- Born: Thomas Hayne Cutbush 29 June 1866 Kennington, London, England
- Died: 5 July 1903 (aged 37) Broadmoor Hospital, Berkshire, England
- Occupation: Clerk
- Conviction: Attempted murder
- Criminal penalty: Indefinite confinement in a psychiatric hospital

= Thomas Hayne Cutbush =

English murder suspect

Thomas Hayne Cutbush (1866–1903) was a contemporary suspect for the identity of the serial killer known as Jack the Ripper, as he was accused by the British press shortly after the 1888 murders.

== Biography ==
Thomas Hayne Cutbush was born in 1866 in Kennington, a district about three miles from Whitechapel, and was 22 years old when the murders in London's East End occurred. He came from a respectable middle-class family, but his childhood was an unhappy one; his father left the family when he was two years old and went to New Zealand, where he remarried. Cutbush was an only child, and his mother Kate never married again. Kate and her unmarried sister Clara brought Thomas up. It has been suggested they were very religious women who had neurological disorders, but Kate nevertheless doted on her only son.

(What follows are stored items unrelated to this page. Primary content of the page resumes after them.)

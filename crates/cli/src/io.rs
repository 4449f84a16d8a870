//! Input readers (points via Polars, graphs via serde_json) and JSON outputs.

use anyhow::{bail, Context, Result};
use hullpath::hull::{Hull, HullAlgorithm, Point};
use hullpath::paths::{DenseGraph, DistanceTable};
use polars::prelude::*;
use serde::{Deserialize, Serialize};
use std::fs;
use std::path::Path;

/// Read points from `.csv` or `.parquet` with numeric columns `x` and `y`.
pub fn read_points(path: &Path) -> Result<Vec<Point<f64>>> {
    let lf = match path.extension().and_then(|e| e.to_str()) {
        Some("csv") => LazyCsvReader::new(path)
            .with_infer_schema_length(Some(100))
            .finish()?,
        Some("parquet") => LazyFrame::scan_parquet(path, ScanArgsParquet::default())?,
        other => bail!("unsupported point file extension {:?} for {}", other, path.display()),
    };
    let df = lf
        .select([
            col("x").cast(DataType::Float64),
            col("y").cast(DataType::Float64),
        ])
        .collect()
        .with_context(|| format!("reading x/y columns from {}", path.display()))?;
    tracing::debug!(rows = df.height(), "points_read");
    let xs = df.column("x")?.f64()?;
    let ys = df.column("y")?.f64()?;
    xs.into_iter()
        .zip(ys.into_iter())
        .enumerate()
        .map(|(row, xy)| match xy {
            (Some(x), Some(y)) => Ok(Point::new(x, y)),
            _ => bail!("row {row} of {} has a missing coordinate", path.display()),
        })
        .collect()
}

#[derive(Deserialize)]
struct GraphFile {
    weights: Vec<Vec<f64>>,
}

/// Read `{"weights": [[...], ...]}`; zero entries mean "no edge".
pub fn read_graph(path: &Path) -> Result<DenseGraph<f64>> {
    let bytes = fs::read(path).with_context(|| format!("reading {}", path.display()))?;
    let file: GraphFile = serde_json::from_slice(&bytes)
        .with_context(|| format!("parsing graph JSON {}", path.display()))?;
    DenseGraph::from_matrix(&file.weights)
        .with_context(|| format!("validating graph {}", path.display()))
}

#[derive(Debug, Serialize)]
pub struct HullOutput {
    pub algorithm: &'static str,
    pub points: Vec<[f64; 2]>,
    pub area: f64,
}

impl HullOutput {
    pub fn new(algorithm: HullAlgorithm, hull: &Hull<f64>) -> Self {
        Self {
            algorithm: algorithm.name(),
            points: hull.points().iter().map(|p| [p.x, p.y]).collect(),
            area: hull.area(),
        }
    }
}

/// Distances are `null` for unreachable vertices; `path` is `null` when no
/// target was requested or the target is unreachable.
#[derive(Debug, Serialize)]
pub struct PathsOutput {
    pub source: usize,
    pub distances: Vec<Option<f64>>,
    pub predecessors: Vec<Option<usize>>,
    pub target: Option<usize>,
    pub path: Option<Vec<usize>>,
}

impl PathsOutput {
    pub fn new(table: &DistanceTable<f64>, target: Option<usize>) -> Self {
        Self {
            source: table.source(),
            distances: table.distances().to_vec(),
            predecessors: table.predecessors().to_vec(),
            target,
            path: target.and_then(|t| table.path_to(t).ok()),
        }
    }
}

/// Pretty-print `value` to `path`, creating parent directories.
pub fn write_json<T: Serialize>(path: &Path, value: &T) -> Result<()> {
    if let Some(parent) = path.parent() {
        if !parent.as_os_str().is_empty() {
            fs::create_dir_all(parent)
                .with_context(|| format!("creating output dir {}", parent.display()))?;
        }
    }
    fs::write(path, serde_json::to_vec_pretty(value)?)
        .with_context(|| format!("writing {}", path.display()))
}
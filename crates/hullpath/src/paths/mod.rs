//! Single-source shortest paths on dense non-negative weighted digraphs.
//!
//! Purpose
//! - Dijkstra's algorithm with the O(V²) adjacency-matrix formulation: each
//!   round scans all vertices for the unsettled minimum, then relaxes one row.
//! - Distances and predecessors are returned together in a `DistanceTable`;
//!   paths are reconstructed from it on demand (`DistanceTable::path_to`) or
//!   in one call (`shortest_path`).
//!
//! Conventions
//! - Vertices are `0..V`. A lookup returning `None` means "no edge". When a
//!   graph is built from a plain matrix, `0` means "no edge".
//! - Negative or non-finite weights are rejected before the search starts.
//! - Unreachable vertices have distance `None`; asking for their path is an
//!   explicit `NoPathError`.
//!
//! Code cross-refs: `DenseGraph`, `WeightedGraph`, `DistanceTable`

mod dijkstra;
mod error;
mod types;

pub use dijkstra::{dijkstra, dijkstra_all, shortest_path, validate};
pub use error::{InvalidGraphError, NoPathError, PathError};
pub use types::{DenseGraph, DistanceTable, Weight, WeightedGraph};
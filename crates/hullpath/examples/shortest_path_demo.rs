//! Print shortest paths from one source of the 4- and 8-vertex sample graphs.
//!
//! Usage:
//!   cargo run -p hullpath --example shortest_path_demo

use hullpath::paths::{dijkstra, DenseGraph, InvalidGraphError};

fn main() -> Result<(), InvalidGraphError> {
    let g4 = DenseGraph::from_matrix(&[[0, 1, 4, 5], [1, 0, 2, 2], [4, 2, 0, 3], [4, 2, 2, 0]])?;
    let g8 = DenseGraph::from_matrix(&[
        [0, 1, 4, 5, 1, 2, 1, 3],
        [1, 0, 2, 2, 6, 2, 3, 1],
        [4, 2, 0, 3, 2, 1, 7, 2],
        [4, 2, 2, 0, 1, 3, 1, 3],
        [1, 6, 2, 1, 0, 1, 4, 5],
        [2, 2, 1, 4, 1, 0, 2, 2],
        [1, 3, 9, 2, 4, 2, 0, 3],
        [3, 1, 2, 3, 4, 2, 2, 0],
    ])?;
    for (name, g, source) in [("g4", &g4, 1), ("g8", &g8, 4)] {
        let table = dijkstra(g, source)?;
        println!("{name}, source {source}");
        for v in 0..table.len() {
            match (table.distance(v), table.path_to(v)) {
                (Some(d), Ok(path)) => println!("  {v}: {d} via {path:?}"),
                _ => println!("  {v}: unreachable"),
            }
        }
    }
    Ok(())
}
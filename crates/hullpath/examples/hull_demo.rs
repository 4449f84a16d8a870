//! Print the hull of a small point set with each strategy.
//!
//! Usage:
//!   cargo run -p hullpath --example hull_demo

use hullpath::hull::{convex_hull_with, HullAlgorithm, HullCfg, Point};

fn main() {
    let points: Vec<Point<i32>> = [(0, 3), (2, 2), (1, 1), (2, 1), (3, 0), (0, 0), (3, 3)]
        .into_iter()
        .map(Point::from)
        .collect();
    for algorithm in HullAlgorithm::ALL {
        let hull = convex_hull_with(&points, HullCfg { algorithm });
        println!("{algorithm}: {} corners, area {}", hull.len(), hull.area());
        for p in hull.points() {
            println!("  ({}, {})", p.x, p.y);
        }
    }
}
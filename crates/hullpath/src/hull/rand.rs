//! Random point clouds for hull tests and benchmarks (replay tokens).
//!
//! Model
//! - Uniform clouds in the square `[-h, h]²`, either real or on the integer grid.
//! - Points on a circle with jittered angles, so every point is a hull corner.
//! - Determinism uses a replay token `(seed, index)` mixed into a single RNG.

use nalgebra::Vector2;
use rand::rngs::StdRng;
use rand::seq::SliceRandom;
use rand::{Rng, SeedableRng};

use super::types::Point;

/// Point count distribution.
#[derive(Clone, Copy, Debug)]
pub enum PointCount {
    Fixed(usize),
    Uniform { min: usize, max: usize },
}
impl PointCount {
    fn sample<R: Rng>(&self, rng: &mut R) -> usize {
        match *self {
            PointCount::Fixed(n) => n,
            PointCount::Uniform { min, max } => rng.gen_range(min..=max.max(min)),
        }
    }
}

/// Cloud sampler configuration.
#[derive(Clone, Copy, Debug)]
pub struct CloudCfg {
    pub count: PointCount,
    /// Half side length of the sampling square.
    pub half_extent: f64,
}
impl Default for CloudCfg {
    fn default() -> Self {
        Self {
            count: PointCount::Fixed(64),
            half_extent: 1.0,
        }
    }
}

/// Replay token to make draws reproducible and indexable.
#[derive(Clone, Copy, Debug, PartialEq, Eq)]
pub struct ReplayToken {
    pub seed: u64,
    pub index: u64,
}
impl ReplayToken {
    #[inline]
    fn to_std_rng(self) -> StdRng {
        // SplitMix64 finalizer.
        fn mix(mut x: u64) -> u64 {
            x ^= x >> 30;
            x = x.wrapping_mul(0xbf58476d1ce4e5b9);
            x ^= x >> 27;
            x = x.wrapping_mul(0x94d049bb133111eb);
            x ^ (x >> 31)
        }
        StdRng::seed_from_u64(mix(self.seed ^ mix(self.index.wrapping_add(0x9e3779b97f4a7c15))))
    }
}

/// Uniform real cloud in `[-h, h]²`.
pub fn draw_cloud_f64(cfg: CloudCfg, tok: ReplayToken) -> Vec<Point<f64>> {
    let mut rng = tok.to_std_rng();
    let n = cfg.count.sample(&mut rng);
    let h = cfg.half_extent.abs().max(f64::MIN_POSITIVE);
    (0..n)
        .map(|_| Point::new(rng.gen_range(-h..=h), rng.gen_range(-h..=h)))
        .collect()
}

/// Uniform integer cloud in `[-h, h]²` with `h = round(half_extent)`, at least 1.
/// Small extents produce many duplicates and collinear triples.
pub fn draw_cloud_i32(cfg: CloudCfg, tok: ReplayToken) -> Vec<Point<i32>> {
    let mut rng = tok.to_std_rng();
    let n = cfg.count.sample(&mut rng);
    let h = (cfg.half_extent.abs().round() as i32).max(1);
    (0..n)
        .map(|_| Point::new(rng.gen_range(-h..=h), rng.gen_range(-h..=h)))
        .collect()
}

/// `n` points on a circle of radius `radius`, shuffled. Angles are jittered by
/// at most 0.3 of the base spacing so no two points coincide.
pub fn draw_on_circle(n: usize, radius: f64, tok: ReplayToken) -> Vec<Point<f64>> {
    let mut rng = tok.to_std_rng();
    if n == 0 {
        return Vec::new();
    }
    let delta = std::f64::consts::TAU / (n as f64);
    let phase = rng.gen::<f64>() * std::f64::consts::TAU;
    let mut pts: Vec<Point<f64>> = (0..n)
        .map(|k| {
            let jitter = (rng.gen::<f64>() * 2.0 - 1.0) * 0.3 * delta;
            let th = phase + (k as f64) * delta + jitter;
            Point::from(Vector2::new(th.cos(), th.sin()) * radius)
        })
        .collect();
    pts.shuffle(&mut rng);
    pts
}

Cutbush displayed serious behavioural problems in his first job, from which he was almost immediately fired. In his second job, he pushed his old employer down the stairs. Once he had lost that job, Cutbush began showing extremely idle and extravagant behaviour. During the day, he isolated himself in order to read medical books, and during the nights he wandered around Whitechapel, jumping over the walls of houses in the neighbourhood. He was obsessed with the idea that someone was slowly poisoning him.

It is presumed that Cutbush contracted syphilis from prostitutes in 1888, and from there his behaviour became even more eccentric and aggressive. He was locked up in the asylum in Lambeth, but that lasted only four days. Cutbush managed to escape by jumping the walls of the medical institution. In 1891, he was convicted of stabbing two women in the buttocks – on two different occasions – in the middle of public roads. The victims were Florence Grace Johnson and Isabella Frazer Anderson, both from Kennington. Two years earlier, another man named Collicot perpetrated similar aggressions in the same area, and the police assumed that those attacks inspired Cutbush, who acted in a similar way. Cutbush was found responsible for these crimes by a medical board, and the doctors diagnosed him as psychotic and dangerous. His confinement was arranged for an indefinite period of time, being placed "at the order of her Majesty", according to an expression that was used at the time to describe such cases. The hospitalization was carried out in the Broadmoor Hospital.

== Accusations ==
===Contemporary===
In February 1894, the English newspaper The Sun ran a series of articles accusing Thomas Cutbush of being responsible for the "Jack the Ripper" murders committed in London's East End. The public accusations did not give rise to the prosecution of criminal charges against Cutbush, and police hierarchies even defended him, dismissing Cutbush as only being able to commit a single type of crime, that of piquerism, not murder.

Cutbush's most noted defender was Sir Melville Macnaghten, Chief Inspector of Scotland Yard. In a police memorandum, he emphatically rejected the idea that Cutbush could be the killer; he then related the names of three other suspects, outlining the reasons that led him to believe that they were more plausible suspects to occupy the anonymous figure of Jack the Ripper. Macnaghton also suggested that Cutbush was closely related to Superintendent Charles Cutbush, who committed suicide in 1896, a few years after retiring from the Metropolitan Police.

===Recent===
In more recent times, the name of Thomas Hayne Cutbush returned as a possible suspect of being Jack the Ripper. In 1993, author A. P. Wolf made the initial publication with the essay "Jack, the myth: A new look at the Ripper", theorizing that the police covered up the killer's identity. The candidate proposed by the author precisely became this individual. It is argued that his anonymity as a murderer was achieved thanks to a police conspiracy, interested in not disclosing that the Ripper was a relative of a Scotland Yard Chief. This hypothesis had followers, who gave their support in later works.